_TASK INSTRUCTIONS_. Please return every line of the records below that contains the word "child".

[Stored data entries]
####################

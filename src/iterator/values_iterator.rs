use std::{iter::FusedIterator, sync::Arc};

use tracing::{debug, trace};

use crate::{
    iterator::pattern::{Pattern, Segment},
    options::{RestartPolicy, WalkOptions},
    statistics::Statistics,
    table::Table,
    util::{Key, Result},
    value::Value,
};

/// Lazy iterator over every value a wildcard pattern reaches
///
/// Literal segments are direct lookups, each `*` enumerates every key of the
/// table at that position. Wildcard combinations come out in odometer order:
/// the innermost wildcard cycles fastest and carries into the one before it
/// once its table is exhausted, exactly like nested loops written from the
/// outermost wildcard inwards.
///
/// Paths that cannot be completed (a missing field, a wildcard over something
/// that is not a table) are skipped silently.
///
/// ```
/// use tablewalk::{Value, ValuesIterator};
///
/// let root = Value::from_json_str(r#"{"x": {"p": 10, "q": 20}, "y": {"r": 30}}"#).unwrap();
/// let found: Vec<Value> = ValuesIterator::new(&root, "*.*").unwrap().collect();
/// assert_eq!(found, vec![Value::Int(10), Value::Int(20), Value::Int(30)]);
/// ```
///
/// # Implementation Notes
///
/// One frame per wildcard level entered so far. A frame keeps the table being
/// enumerated and the last key taken from it, so each call resumes with
/// `next_entry(cursor)` instead of starting the level over. Carrying pops the
/// frame; the parent frame then advances on the next loop turn. Everything
/// runs in a single loop, so the depth of the data never turns into stack
/// depth.
#[derive(Debug)]
pub struct ValuesIterator {
    root: Value,
    pattern: Pattern,
    options: WalkOptions,
    frames: Vec<Frame>,
    state: State,
}

#[derive(Debug)]
struct Frame {
    table: Arc<dyn Table>,
    /// Index of the wildcard segment this frame enumerates
    segment: usize,
    /// Last key taken at this level
    cursor: Option<Key>,
}

#[derive(Debug, Clone, Copy, PartialEq, Eq)]
enum State {
    Unstarted,
    Walking,
    Exhausted,
}

/// Outcome of resolving the segments after a wildcard (or from the root)
enum Step {
    /// Reached the end of the pattern
    Found(Value),
    /// Entered a new wildcard level
    Entered,
    DeadEnd,
}

impl ValuesIterator {
    pub fn new(root: &Value, pattern: &str) -> Result<Self> {
        Self::with_options(root, pattern, WalkOptions::default())
    }

    pub fn with_options(root: &Value, pattern: &str, options: WalkOptions) -> Result<Self> {
        let pattern = Pattern::parse(pattern)?;
        Ok(Self::from_pattern(root, pattern, options))
    }

    pub fn from_pattern(root: &Value, pattern: Pattern, options: WalkOptions) -> Self {
        debug!(
            %pattern,
            wildcards = pattern.wildcard_count(),
            policy = ?options.restart_policy,
            "starting walk"
        );
        if let Some(stats) = &options.statistics {
            stats.record_walk();
        }

        ValuesIterator {
            root: root.clone(),
            frames: Vec::with_capacity(pattern.wildcard_count()),
            pattern,
            options,
            state: State::Unstarted,
        }
    }

    pub fn pattern(&self) -> &Pattern {
        &self.pattern
    }

    pub fn is_exhausted(&self) -> bool {
        self.state == State::Exhausted
    }

    /// Keys bound to each wildcard, outermost first, for the value returned
    /// by the last call to `next`
    ///
    /// Empty before the first value and after exhaustion.
    pub fn matched_keys(&self) -> Vec<Key> {
        self.frames
            .iter()
            .filter_map(|frame| frame.cursor.clone())
            .collect()
    }

    fn advance(&mut self) -> Option<Value> {
        match self.state {
            State::Exhausted => return None,
            State::Unstarted => {
                self.state = State::Walking;
                let root = self.root.clone();
                match self.descend(root, 0) {
                    // Only a pattern without wildcards gets here: one value at most.
                    Step::Found(value) => {
                        self.finish();
                        return Some(value);
                    }
                    Step::DeadEnd => {
                        self.finish();
                        return None;
                    }
                    Step::Entered => {}
                }
            }
            State::Walking => {}
        }

        loop {
            let Some(frame) = self.frames.last_mut() else {
                self.finish();
                return None;
            };

            let Some((key, child)) = frame.table.next_entry(frame.cursor.as_ref()) else {
                trace!(level = self.frames.len(), "wildcard level exhausted, carrying");
                self.frames.pop();
                self.record(Statistics::record_carry);
                continue;
            };

            let next_segment = frame.segment + 1;
            frame.cursor = Some(key);
            self.record(Statistics::record_entry_scanned);

            match self.descend(child, next_segment) {
                Step::Found(value) => return Some(value),
                Step::Entered => {}
                Step::DeadEnd => self.restart(),
            }
        }
    }

    /// Resolve segments `from..` starting at `value`
    ///
    /// Stops at the first wildcard, pushing a fresh frame for it.
    fn descend(&mut self, mut value: Value, from: usize) -> Step {
        for idx in from..self.pattern.len() {
            match &self.pattern.segments()[idx] {
                Segment::Literal(name) => {
                    self.record(Statistics::record_lookup);
                    match value.field(name) {
                        Some(next) => value = next,
                        None => {
                            trace!(segment = idx, field = %name, kind = value.type_name(), "dead end");
                            self.record(Statistics::record_dead_end);
                            return Step::DeadEnd;
                        }
                    }
                }
                Segment::Wildcard => match value {
                    Value::Table(table) => {
                        self.frames.push(Frame {
                            table,
                            segment: idx,
                            cursor: None,
                        });
                        return Step::Entered;
                    }
                    other => {
                        trace!(segment = idx, kind = other.type_name(), "dead end: wildcard over non-table");
                        self.record(Statistics::record_dead_end);
                        return Step::DeadEnd;
                    }
                },
            }
        }
        Step::Found(value)
    }

    fn restart(&mut self) {
        match self.options.restart_policy {
            // The innermost frame advances on the next loop turn.
            RestartPolicy::NearestWildcard => {}
            RestartPolicy::FromRoot => self.rebuild_from_root(),
        }
    }

    /// Re-resolve the frame stack from the root, re-seating every level on
    /// its stored cursor
    ///
    /// Over an unmodified table this reproduces the same stack, so the walk
    /// continues exactly where it was. If a path vanished in the meantime the
    /// stack is cut at that level and the deepest surviving level advances.
    fn rebuild_from_root(&mut self) {
        self.record(Statistics::record_rebuild);
        let cursors: Vec<Option<Key>> = self.frames.drain(..).map(|f| f.cursor).collect();

        let mut value = self.root.clone();
        let mut level = 0;
        for (idx, segment) in self.pattern.segments().iter().enumerate() {
            if level == cursors.len() {
                break;
            }
            match segment {
                Segment::Literal(name) => {
                    self.record(Statistics::record_lookup);
                    match value.field(name) {
                        Some(next) => value = next,
                        None => break,
                    }
                }
                Segment::Wildcard => {
                    let Value::Table(table) = value else {
                        break;
                    };
                    let cursor = cursors[level].clone();
                    let child = cursor.as_ref().and_then(|key| table.get(key));
                    self.frames.push(Frame {
                        table,
                        segment: idx,
                        cursor,
                    });
                    level += 1;
                    match child {
                        Some(next) => value = next,
                        None => break,
                    }
                }
            }
        }
        trace!(levels = self.frames.len(), "rebuilt frames from root");
    }

    fn finish(&mut self) {
        if self.state != State::Exhausted {
            debug!(pattern = %self.pattern, "walk exhausted");
            self.state = State::Exhausted;
            self.frames.clear();
            self.record(Statistics::record_exhausted);
        }
    }

    #[inline]
    fn record(&self, f: impl FnOnce(&Statistics)) {
        if let Some(stats) = &self.options.statistics {
            f(stats);
        }
    }
}

impl Iterator for ValuesIterator {
    type Item = Value;

    fn next(&mut self) -> Option<Value> {
        let value = self.advance();
        if value.is_some() {
            self.record(Statistics::record_value);
        }
        value
    }

    fn size_hint(&self) -> (usize, Option<usize>) {
        match self.state {
            State::Exhausted => (0, Some(0)),
            _ => (0, None),
        }
    }
}

impl FusedIterator for ValuesIterator {}

#[cfg(test)]
mod tests {
    use serde_json::json;

    use super::*;

    fn walk(doc: serde_json::Value, pattern: &str) -> Vec<Value> {
        let root = Value::from_json(doc);
        ValuesIterator::new(&root, pattern).unwrap().collect()
    }

    #[test]
    fn test_single_wildcard() {
        let found = walk(json!({"a": 1, "b": 2, "c": 3}), "*");
        assert_eq!(found, vec![Value::Int(1), Value::Int(2), Value::Int(3)]);
    }

    #[test]
    fn test_odometer_order() {
        let found = walk(json!({"x": {"p": 10, "q": 20}, "y": {"r": 30}}), "*.*");
        assert_eq!(found, vec![Value::Int(10), Value::Int(20), Value::Int(30)]);
    }

    #[test]
    fn test_literal_after_wildcard_skips_missing() {
        let doc = json!({"a": {"k1": {"value": 5}, "k2": {"value": 6}, "k3": {"other": 9}}});
        assert_eq!(walk(doc, "a.*.value"), vec![Value::Int(5), Value::Int(6)]);
    }

    #[test]
    fn test_literal_pattern_yields_once() {
        let root = Value::from_json(json!({"a": {"b": 7}}));
        let mut iter = ValuesIterator::new(&root, "a.b").unwrap();
        assert_eq!(iter.next(), Some(Value::Int(7)));
        assert!(iter.is_exhausted());
        assert_eq!(iter.next(), None);
    }

    #[test]
    fn test_literal_pattern_missing() {
        assert!(walk(json!({"a": {"b": 7}}), "a.c").is_empty());
        assert!(walk(json!({"a": 1}), "a.b").is_empty());
    }

    #[test]
    fn test_empty_inner_table_carries() {
        let doc = json!({"a": {}, "b": {"x": 1}, "c": {}, "d": {"y": 2}});
        assert_eq!(walk(doc, "*.*"), vec![Value::Int(1), Value::Int(2)]);
    }

    #[test]
    fn test_wildcard_over_scalar_is_dead_end() {
        let doc = json!({"a": 1, "b": {"x": 2}, "c": "s"});
        assert_eq!(walk(doc, "*.*"), vec![Value::Int(2)]);
        assert!(walk(json!(5), "*").is_empty());
    }

    #[test]
    fn test_matched_keys() {
        let root = Value::from_json(json!({"x": {"p": 10}, "y": {"r": 30}}));
        let mut iter = ValuesIterator::new(&root, "*.*").unwrap();
        assert!(iter.matched_keys().is_empty());

        iter.next();
        assert_eq!(iter.matched_keys(), vec![Key::from("x"), Key::from("p")]);
        iter.next();
        assert_eq!(iter.matched_keys(), vec![Key::from("y"), Key::from("r")]);
        assert_eq!(iter.next(), None);
        assert!(iter.matched_keys().is_empty());
    }

    #[test]
    fn test_invalid_pattern() {
        let root = Value::from_json(json!({}));
        let err = ValuesIterator::new(&root, "a..b").unwrap_err();
        assert!(err.is_invalid_argument());
    }

    #[test]
    fn test_from_root_policy_matches_default() {
        let doc = json!({
            "a": {"k1": {"v": 1}, "k2": {"w": 2}, "k3": {"v": 3}},
            "b": 4,
            "c": {"k4": {"v": 5}}
        });
        let root = Value::from_json(doc);
        let options = WalkOptions {
            restart_policy: RestartPolicy::FromRoot,
            ..Default::default()
        };
        let rebuilt: Vec<Value> = ValuesIterator::with_options(&root, "*.*.v", options)
            .unwrap()
            .collect();
        let nearest: Vec<Value> = ValuesIterator::new(&root, "*.*.v").unwrap().collect();

        assert_eq!(nearest, vec![Value::Int(1), Value::Int(3), Value::Int(5)]);
        assert_eq!(rebuilt, nearest);
    }

    #[test]
    fn test_statistics_recorded() {
        let stats = Arc::new(Statistics::new());
        let root = Value::from_json(json!({"a": {"v": 1}, "b": {}, "c": {"w": 2}}));
        let options = WalkOptions::with_statistics(stats.clone());

        let found: Vec<Value> = ValuesIterator::with_options(&root, "*.v", options)
            .unwrap()
            .collect();
        assert_eq!(found, vec![Value::Int(1)]);

        let s = stats.snapshot();
        assert_eq!(s.walks, 1);
        assert_eq!(s.values_yielded, 1);
        assert_eq!(s.entries_scanned, 3);
        assert_eq!(s.dead_ends, 2);
        assert_eq!(s.carries, 1);
        assert_eq!(s.exhausted, 1);
        assert_eq!(s.rebuilds, 0);
    }
}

####################

_RESPONSE BELOW_.
            let Some((key, child)) = frame.table.next_entry(frame.cursor.as_ref()) else {
            match self.descend(child, next_segment) {
                    let child = cursor.as_ref().and_then(|key| table.get(key));
                    match child {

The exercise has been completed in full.